Um pajé é escolhido ainda criança e, a partir daí, terá uma vida de sacrifícios. "Antes, os jovens faziam fila e agora a gente tem que ficar incentivando a garotada", afirma Munduruku, com jeito de homem branco. Os índios não têm, em números, a dimensão da fuga dos adolescentes para as cidades. A organização dos pajés para tentar reverter a evasão começou há pouco tempo. Mais precisamente, há três anos, quando os líderes se reuniram para criar o Instituto Indígena Brasileiro para Propriedade Intelectual (Inbrapi). Daniel Munduruku é o presidente do grupo até 2005 e organizou em Brasília, no mês passado, um encontro de pajés para discutir os desafios das futuras gerações indígenas.
Olhos Vistos
O pajé Getúlio Kaiowá, de Dourados (MS), não precisa de estatísticas exatas para constatar que é cada vez maior a ameaça de perda das tradições. "Não faz muito tempo, eu dava aula para mais de 150 pessoas, agora são apenas 17", conta. Desses estudantes, apenas um será escolhido como o homem sábio da tribo. De acordo com Kaiowá, cabe ao pajé sonhar o futuro da comunidade. "Me preocupa muito, os mais moços estão indo para um lado que não deviam", diz ele. "Os brancos estão fazendo mais uma vez o que fizeram quando chegaram ao Brasil, estão mudando nossa cultura."
Pai de três meninos, Álvaro Tucano, cuja tribo fica no Pico da Neblina, recebeu do pai, hoje com 91 anos, a tarefa de ser pajé. "A gente sempre foi uma família tradicional. Escolhemos viver a cultura da natureza", conta. Agora, ele trabalha para que seu filho mais velho, Lula, de 14 anos, siga os caminhos dos homens da família. Apesar do interesse em aprender as tradições, o jovem não acompanhou o pai ao encontro em Brasília. "Ele ficou lá na tribo. Aqui a tentação é grande demais", admite Tucano.

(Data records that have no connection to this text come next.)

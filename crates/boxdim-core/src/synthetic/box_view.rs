//! Synthetic box views.
//!
//! The box-local frame has its origin at the bottom silhouette vertex, `x`
//! along the left bottom edge, `y` along the right bottom edge and `z` up the
//! vertical edges (see [`VertexRole::model_point`]). Because `x × y` points
//! along `+z` while the left edge is seen on the left, the camera that
//! reproduces the hexagon layout lies on the `z < 0` side of the ground
//! plane, looking back at the bottom vertex.

use crate::{CameraIntrinsics, ClassifiedVertices, Iso3, Mat3, Pt2, Pt3, Real, Vec3, VertexRole};
use anyhow::{ensure, Result};
use nalgebra::{Rotation3, Translation3, UnitQuaternion};

/// A box of known metric size.
#[derive(Clone, Copy, Debug, PartialEq)]
pub struct SyntheticBox {
    pub width: Real,
    pub height: Real,
    pub tall: Real,
}

impl SyntheticBox {
    pub fn new(width: Real, height: Real, tall: Real) -> Self {
        Self {
            width,
            height,
            tall,
        }
    }

    /// Silhouette corners in [`VertexRole::MODEL_ORDER`].
    pub fn corners(&self) -> [Pt3; 6] {
        VertexRole::MODEL_ORDER.map(|role| role.model_point(self.width, self.height, self.tall))
    }

    pub fn center(&self) -> Pt3 {
        Pt3::new(self.width * 0.5, self.height * 0.5, self.tall * 0.5)
    }
}

/// Camera pose `T_C_W` for a camera at `eye` looking at `target`.
///
/// `up` is the world direction that should point up in the image; image `y`
/// grows downwards, so the camera `y` axis is `-up` projected onto the image
/// plane.
pub fn look_at(eye: &Pt3, target: &Pt3, up: &Vec3) -> Result<Iso3> {
    let forward = target - eye;
    ensure!(forward.norm() > Real::EPSILON, "eye and target coincide");
    let z = forward.normalize();

    let up_perp = up - z * up.dot(&z);
    ensure!(
        up_perp.norm() > Real::EPSILON,
        "up vector is parallel to the viewing direction"
    );
    let y = -up_perp.normalize();
    let x = y.cross(&z);

    let r = Mat3::from_rows(&[x.transpose(), y.transpose(), z.transpose()]);
    let rot = UnitQuaternion::from_rotation_matrix(&Rotation3::from_matrix_unchecked(r));
    let t = -(rot * eye.coords);
    Ok(Iso3::from_parts(Translation3::from(t), rot))
}

/// Pose for a camera `distance` away from the bottom vertex, along the
/// `(1, 1, -1)` diagonal, looking at the box center with the far top corner
/// up in the image.
///
/// From this viewpoint the projected hexagon satisfies the positional role
/// rules: `top` highest, `bottom` lowest, the `x` edge on the left.
pub fn corner_view_pose(cuboid: &SyntheticBox, distance: Real) -> Result<Iso3> {
    ensure!(distance > 0.0, "distance must be positive, got {distance}");
    let eye = Pt3::from(Vec3::new(1.0, 1.0, -1.0).normalize() * distance);
    let up = Vec3::new(cuboid.width, cuboid.height, cuboid.tall);
    look_at(&eye, &cuboid.center(), &up)
}

/// Project world points, failing if any lands behind the camera.
pub fn project_points(
    k: &CameraIntrinsics,
    camera_se3_world: &Iso3,
    points: &[Pt3],
) -> Result<Vec<Pt2>> {
    points
        .iter()
        .enumerate()
        .map(|(idx, pw)| {
            k.project_world(camera_se3_world, pw).ok_or_else(|| {
                let pc = camera_se3_world.transform_point(pw);
                anyhow::anyhow!("point {idx} not projectable (z={:.6})", pc.z)
            })
        })
        .collect()
}

/// Project the six silhouette corners of `cuboid`.
pub fn project_box(
    k: &CameraIntrinsics,
    camera_se3_world: &Iso3,
    cuboid: &SyntheticBox,
) -> Result<ClassifiedVertices> {
    let pixels = project_points(k, camera_se3_world, &cuboid.corners())?;
    Ok(ClassifiedVertices::from_model_order([
        pixels[0], pixels[1], pixels[2], pixels[3], pixels[4], pixels[5],
    ]))
}

#[cfg(test)]
mod tests {
    use super::*;

    #[test]
    fn look_at_centers_target() {
        let k = CameraIntrinsics::new(800.0, 800.0, 320.0, 240.0);
        let eye = Pt3::new(3.0, -2.0, 5.0);
        let target = Pt3::new(0.5, 0.5, 0.0);
        let pose = look_at(&eye, &target, &Vec3::z()).unwrap();

        let px = k.project_world(&pose, &target).unwrap();
        assert!((px - Pt2::new(320.0, 240.0)).norm() < 1e-9, "px={px}");

        let eye_c = pose.transform_point(&eye);
        assert!(eye_c.coords.norm() < 1e-9);
    }

    #[test]
    fn look_at_keeps_up_upwards() {
        let k = CameraIntrinsics::new(800.0, 800.0, 320.0, 240.0);
        let eye = Pt3::new(-5.0, 0.0, 0.0);
        let pose = look_at(&eye, &Pt3::origin(), &Vec3::z()).unwrap();
        let above = k.project_world(&pose, &Pt3::new(0.0, 0.0, 1.0)).unwrap();
        assert!(above.y < 240.0, "a point above the target must be higher in the image");
    }

    #[test]
    fn look_at_rejects_degenerate_up() {
        let eye = Pt3::new(0.0, 0.0, 5.0);
        assert!(look_at(&eye, &Pt3::origin(), &Vec3::z()).is_err());
        assert!(look_at(&eye, &eye, &Vec3::x()).is_err());
    }

    #[test]
    fn corner_view_matches_role_layout() {
        let k = CameraIntrinsics::new(4777.7, 4777.7, 960.0, 540.0);
        let cuboid = SyntheticBox::new(200.0, 150.0, 100.0);
        let pose = corner_view_pose(&cuboid, 2000.0).unwrap();
        let hex = project_box(&k, &pose, &cuboid).unwrap();

        let pts = hex.in_model_order();
        let min_y = pts.iter().map(|p| p.y).fold(Real::INFINITY, Real::min);
        let max_y = pts.iter().map(|p| p.y).fold(Real::NEG_INFINITY, Real::max);
        assert_eq!(hex.top.y, min_y);
        assert_eq!(hex.bottom.y, max_y);
        assert!(hex.left_top.x < hex.right_top.x);
        assert!(hex.left_bottom.x < hex.right_bottom.x);
        assert!(hex.left_top.y < hex.left_bottom.y);
        assert!(hex.right_top.y < hex.right_bottom.y);

        let center = pose.inverse().translation.vector;
        assert!((center.norm() - 2000.0).abs() < 1e-6);
    }
}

O nome de Lula Tucano foi uma homenagem ao presidente da República, quando ele disputou pela primeira vez, em 1989, a Presidência da República. "O presidente não fez nada ainda pelo nosso povo, mas falo com meu filho para ter esperança porque ele é um homem do povo", justifica Álvaro. Apesar das explicações do pai, Lula quer mudar de nome por não querer mais homenagear um homem que, segundo ele, não fez nada por sua comunidade.
Álvaro Tucano está fazendo o que, de acordo com os pajés, é a melhor solução para manter os jovens apegados às tradições. "Devemos incentivar os pequenos índios a amar a família e a natureza.
Para isso, é preciso dedicação e paciência", afirma Munduruku.
Intercâmbio
O encontro em Brasília terminou com a divulgação de uma carta enumerando uma série de políticas que devem ser adotadas para que os índios não percam seus conhecimentos. Uma das reivindicações dos pajés é o apoio do governo federal para que os índios consigam se deslocar pela América Latina para trocar experiências com outras comunidades indígenas. "Para sair, é necessário permissão da Funai (Fundação Nacional do Índio), que muitas vezes não vem", afirma Getúlio Kaiowá.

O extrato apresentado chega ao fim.